*** Study material Section Begins ***

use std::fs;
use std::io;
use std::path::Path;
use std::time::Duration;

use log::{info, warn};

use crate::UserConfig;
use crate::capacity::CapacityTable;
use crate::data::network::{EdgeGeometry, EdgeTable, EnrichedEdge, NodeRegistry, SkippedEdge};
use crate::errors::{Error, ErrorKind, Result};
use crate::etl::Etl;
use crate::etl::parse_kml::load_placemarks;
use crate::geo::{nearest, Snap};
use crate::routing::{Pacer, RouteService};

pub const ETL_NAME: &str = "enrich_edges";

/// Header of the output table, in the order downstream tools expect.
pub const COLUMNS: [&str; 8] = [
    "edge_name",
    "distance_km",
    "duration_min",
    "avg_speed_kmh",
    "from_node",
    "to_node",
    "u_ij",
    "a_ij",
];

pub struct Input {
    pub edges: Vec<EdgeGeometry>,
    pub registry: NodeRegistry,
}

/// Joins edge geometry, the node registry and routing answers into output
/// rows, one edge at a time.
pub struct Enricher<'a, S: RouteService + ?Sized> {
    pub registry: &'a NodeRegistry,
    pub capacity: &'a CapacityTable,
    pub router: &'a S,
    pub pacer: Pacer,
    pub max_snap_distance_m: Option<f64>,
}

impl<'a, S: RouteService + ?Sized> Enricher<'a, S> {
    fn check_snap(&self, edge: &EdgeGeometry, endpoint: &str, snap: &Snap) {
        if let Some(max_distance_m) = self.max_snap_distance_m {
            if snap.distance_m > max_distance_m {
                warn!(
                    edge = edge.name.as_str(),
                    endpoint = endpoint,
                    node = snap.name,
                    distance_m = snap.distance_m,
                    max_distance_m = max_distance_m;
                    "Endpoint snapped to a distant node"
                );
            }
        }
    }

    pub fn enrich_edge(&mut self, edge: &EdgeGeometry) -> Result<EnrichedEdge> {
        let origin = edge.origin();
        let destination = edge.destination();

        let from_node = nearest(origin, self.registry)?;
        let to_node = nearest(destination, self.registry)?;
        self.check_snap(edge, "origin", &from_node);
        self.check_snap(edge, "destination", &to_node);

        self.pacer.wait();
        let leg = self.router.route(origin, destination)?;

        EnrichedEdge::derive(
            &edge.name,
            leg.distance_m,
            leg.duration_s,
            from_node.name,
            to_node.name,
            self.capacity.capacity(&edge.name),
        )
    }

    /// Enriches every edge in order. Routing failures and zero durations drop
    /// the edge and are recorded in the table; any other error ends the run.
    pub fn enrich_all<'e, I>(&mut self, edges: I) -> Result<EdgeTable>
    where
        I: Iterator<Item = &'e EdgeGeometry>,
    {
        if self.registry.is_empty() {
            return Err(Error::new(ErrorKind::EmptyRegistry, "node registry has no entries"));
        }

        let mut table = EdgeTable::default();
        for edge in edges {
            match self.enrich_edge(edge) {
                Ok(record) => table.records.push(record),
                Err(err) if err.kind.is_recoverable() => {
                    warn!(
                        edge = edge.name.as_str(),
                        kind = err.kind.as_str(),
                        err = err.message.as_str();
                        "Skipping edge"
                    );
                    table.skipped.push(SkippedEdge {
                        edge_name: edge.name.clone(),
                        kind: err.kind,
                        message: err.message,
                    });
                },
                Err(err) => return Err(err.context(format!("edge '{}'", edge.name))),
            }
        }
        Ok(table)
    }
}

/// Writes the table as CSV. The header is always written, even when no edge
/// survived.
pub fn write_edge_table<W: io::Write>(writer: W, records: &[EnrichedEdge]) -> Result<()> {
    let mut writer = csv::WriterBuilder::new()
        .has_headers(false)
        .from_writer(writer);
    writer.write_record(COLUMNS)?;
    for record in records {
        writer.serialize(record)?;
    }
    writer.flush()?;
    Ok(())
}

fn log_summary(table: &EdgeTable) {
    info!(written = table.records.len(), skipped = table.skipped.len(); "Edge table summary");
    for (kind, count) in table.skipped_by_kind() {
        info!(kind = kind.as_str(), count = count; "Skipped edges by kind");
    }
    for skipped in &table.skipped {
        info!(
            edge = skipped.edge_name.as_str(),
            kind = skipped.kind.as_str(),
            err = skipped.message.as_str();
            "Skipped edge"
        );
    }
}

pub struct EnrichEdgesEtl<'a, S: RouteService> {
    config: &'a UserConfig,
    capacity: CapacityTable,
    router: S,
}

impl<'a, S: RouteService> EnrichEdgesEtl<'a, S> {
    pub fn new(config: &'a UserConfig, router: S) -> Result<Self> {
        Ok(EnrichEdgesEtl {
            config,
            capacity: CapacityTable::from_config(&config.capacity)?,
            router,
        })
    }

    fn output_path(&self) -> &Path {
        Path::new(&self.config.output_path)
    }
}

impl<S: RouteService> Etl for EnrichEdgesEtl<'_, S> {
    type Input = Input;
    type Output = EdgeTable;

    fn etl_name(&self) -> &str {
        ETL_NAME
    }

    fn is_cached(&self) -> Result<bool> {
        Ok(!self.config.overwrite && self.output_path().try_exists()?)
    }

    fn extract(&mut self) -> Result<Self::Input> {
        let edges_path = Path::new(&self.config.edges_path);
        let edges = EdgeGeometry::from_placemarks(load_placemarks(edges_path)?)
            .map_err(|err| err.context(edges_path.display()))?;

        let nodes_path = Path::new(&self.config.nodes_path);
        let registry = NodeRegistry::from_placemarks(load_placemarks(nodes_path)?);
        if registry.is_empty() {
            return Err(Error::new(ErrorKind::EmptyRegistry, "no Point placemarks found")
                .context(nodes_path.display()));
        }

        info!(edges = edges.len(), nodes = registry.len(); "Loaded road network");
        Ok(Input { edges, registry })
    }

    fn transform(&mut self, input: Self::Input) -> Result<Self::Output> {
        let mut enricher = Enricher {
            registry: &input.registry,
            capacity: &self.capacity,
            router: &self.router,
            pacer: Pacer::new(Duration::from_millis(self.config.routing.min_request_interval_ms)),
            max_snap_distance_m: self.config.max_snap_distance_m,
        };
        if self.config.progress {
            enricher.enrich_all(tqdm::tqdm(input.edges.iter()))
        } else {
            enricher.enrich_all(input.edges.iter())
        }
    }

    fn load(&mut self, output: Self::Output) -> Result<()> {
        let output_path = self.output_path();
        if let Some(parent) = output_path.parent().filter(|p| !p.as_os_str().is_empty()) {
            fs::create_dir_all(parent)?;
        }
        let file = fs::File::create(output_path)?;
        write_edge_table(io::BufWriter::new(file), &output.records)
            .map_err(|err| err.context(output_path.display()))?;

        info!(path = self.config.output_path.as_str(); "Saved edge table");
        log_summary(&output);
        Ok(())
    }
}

*** Study material Section Ends ***
*** Study material Section Begins ***

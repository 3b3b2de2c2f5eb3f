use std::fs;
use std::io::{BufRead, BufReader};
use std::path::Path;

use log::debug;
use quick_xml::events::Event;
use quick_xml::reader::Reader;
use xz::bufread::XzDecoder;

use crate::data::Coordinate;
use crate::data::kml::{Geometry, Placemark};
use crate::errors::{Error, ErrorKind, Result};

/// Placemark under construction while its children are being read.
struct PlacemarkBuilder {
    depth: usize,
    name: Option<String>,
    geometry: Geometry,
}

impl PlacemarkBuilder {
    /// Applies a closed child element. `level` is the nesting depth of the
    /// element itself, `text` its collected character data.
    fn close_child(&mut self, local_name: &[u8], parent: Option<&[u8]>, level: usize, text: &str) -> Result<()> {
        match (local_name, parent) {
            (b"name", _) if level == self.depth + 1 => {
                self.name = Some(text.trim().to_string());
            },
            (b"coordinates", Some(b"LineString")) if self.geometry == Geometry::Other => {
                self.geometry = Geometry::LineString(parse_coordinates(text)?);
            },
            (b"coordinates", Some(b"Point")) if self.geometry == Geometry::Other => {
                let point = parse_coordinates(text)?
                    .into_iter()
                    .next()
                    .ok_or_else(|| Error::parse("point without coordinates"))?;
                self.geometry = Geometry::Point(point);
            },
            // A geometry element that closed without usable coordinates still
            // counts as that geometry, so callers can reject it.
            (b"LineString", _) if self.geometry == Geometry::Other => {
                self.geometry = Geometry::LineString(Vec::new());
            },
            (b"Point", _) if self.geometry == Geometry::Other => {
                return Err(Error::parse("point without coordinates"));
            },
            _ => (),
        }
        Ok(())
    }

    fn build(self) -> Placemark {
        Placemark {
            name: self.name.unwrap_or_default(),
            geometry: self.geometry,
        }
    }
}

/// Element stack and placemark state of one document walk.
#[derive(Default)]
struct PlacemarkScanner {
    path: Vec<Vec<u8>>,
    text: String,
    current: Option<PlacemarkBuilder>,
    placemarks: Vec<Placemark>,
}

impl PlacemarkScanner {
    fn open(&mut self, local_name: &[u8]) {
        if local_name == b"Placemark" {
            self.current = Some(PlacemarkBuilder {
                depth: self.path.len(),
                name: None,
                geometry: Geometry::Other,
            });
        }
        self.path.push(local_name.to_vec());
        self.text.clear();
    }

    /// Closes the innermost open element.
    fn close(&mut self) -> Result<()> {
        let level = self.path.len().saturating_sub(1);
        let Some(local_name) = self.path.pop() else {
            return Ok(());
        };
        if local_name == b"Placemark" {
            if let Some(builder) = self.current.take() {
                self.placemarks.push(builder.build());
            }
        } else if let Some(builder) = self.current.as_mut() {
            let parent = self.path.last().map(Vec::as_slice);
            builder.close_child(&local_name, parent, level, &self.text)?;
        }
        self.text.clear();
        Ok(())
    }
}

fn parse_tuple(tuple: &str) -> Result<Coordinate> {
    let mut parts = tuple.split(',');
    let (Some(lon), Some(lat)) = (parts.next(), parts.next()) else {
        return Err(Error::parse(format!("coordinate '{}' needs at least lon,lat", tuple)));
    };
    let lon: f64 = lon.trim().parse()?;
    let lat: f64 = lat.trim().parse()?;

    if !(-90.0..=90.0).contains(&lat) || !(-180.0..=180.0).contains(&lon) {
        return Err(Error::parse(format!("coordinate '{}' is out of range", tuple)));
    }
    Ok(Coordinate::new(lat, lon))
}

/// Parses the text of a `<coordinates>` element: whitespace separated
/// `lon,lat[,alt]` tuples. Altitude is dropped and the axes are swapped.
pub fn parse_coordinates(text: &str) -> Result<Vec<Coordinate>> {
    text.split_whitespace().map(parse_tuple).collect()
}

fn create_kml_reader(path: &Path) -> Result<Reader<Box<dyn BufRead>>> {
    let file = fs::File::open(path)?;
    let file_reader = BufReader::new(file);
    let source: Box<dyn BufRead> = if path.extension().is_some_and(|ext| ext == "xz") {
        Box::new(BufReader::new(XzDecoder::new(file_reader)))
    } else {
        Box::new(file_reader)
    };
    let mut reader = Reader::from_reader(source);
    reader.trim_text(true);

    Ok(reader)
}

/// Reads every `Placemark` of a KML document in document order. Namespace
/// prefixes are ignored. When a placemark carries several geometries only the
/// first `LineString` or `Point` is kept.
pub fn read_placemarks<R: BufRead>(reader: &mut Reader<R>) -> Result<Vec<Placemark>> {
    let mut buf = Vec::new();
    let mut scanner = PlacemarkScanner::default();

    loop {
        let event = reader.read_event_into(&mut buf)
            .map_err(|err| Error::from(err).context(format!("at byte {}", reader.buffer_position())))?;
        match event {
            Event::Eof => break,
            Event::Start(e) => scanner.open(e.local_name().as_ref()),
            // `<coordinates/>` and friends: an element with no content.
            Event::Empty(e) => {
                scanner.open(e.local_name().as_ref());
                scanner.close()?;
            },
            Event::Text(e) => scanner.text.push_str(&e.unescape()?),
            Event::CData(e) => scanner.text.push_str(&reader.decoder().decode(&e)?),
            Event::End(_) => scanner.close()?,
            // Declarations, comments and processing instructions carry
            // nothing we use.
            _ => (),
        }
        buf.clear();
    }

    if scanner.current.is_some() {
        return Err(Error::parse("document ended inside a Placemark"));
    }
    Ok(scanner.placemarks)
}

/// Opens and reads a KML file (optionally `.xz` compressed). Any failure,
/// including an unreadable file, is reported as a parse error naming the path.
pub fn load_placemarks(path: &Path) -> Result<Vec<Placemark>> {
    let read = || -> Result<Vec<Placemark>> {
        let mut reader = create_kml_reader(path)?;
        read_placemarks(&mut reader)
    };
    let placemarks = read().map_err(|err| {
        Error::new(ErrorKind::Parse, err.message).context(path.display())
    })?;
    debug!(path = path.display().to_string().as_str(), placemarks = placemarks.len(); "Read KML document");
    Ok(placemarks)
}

*** Study material Section Ends ***

Take every line from the records that holds "PlacemarkBuilder" and copy it down.

_Result:_
struct PlacemarkBuilder {
impl PlacemarkBuilder {
    current: Option<PlacemarkBuilder>,
            self.current = Some(PlacemarkBuilder {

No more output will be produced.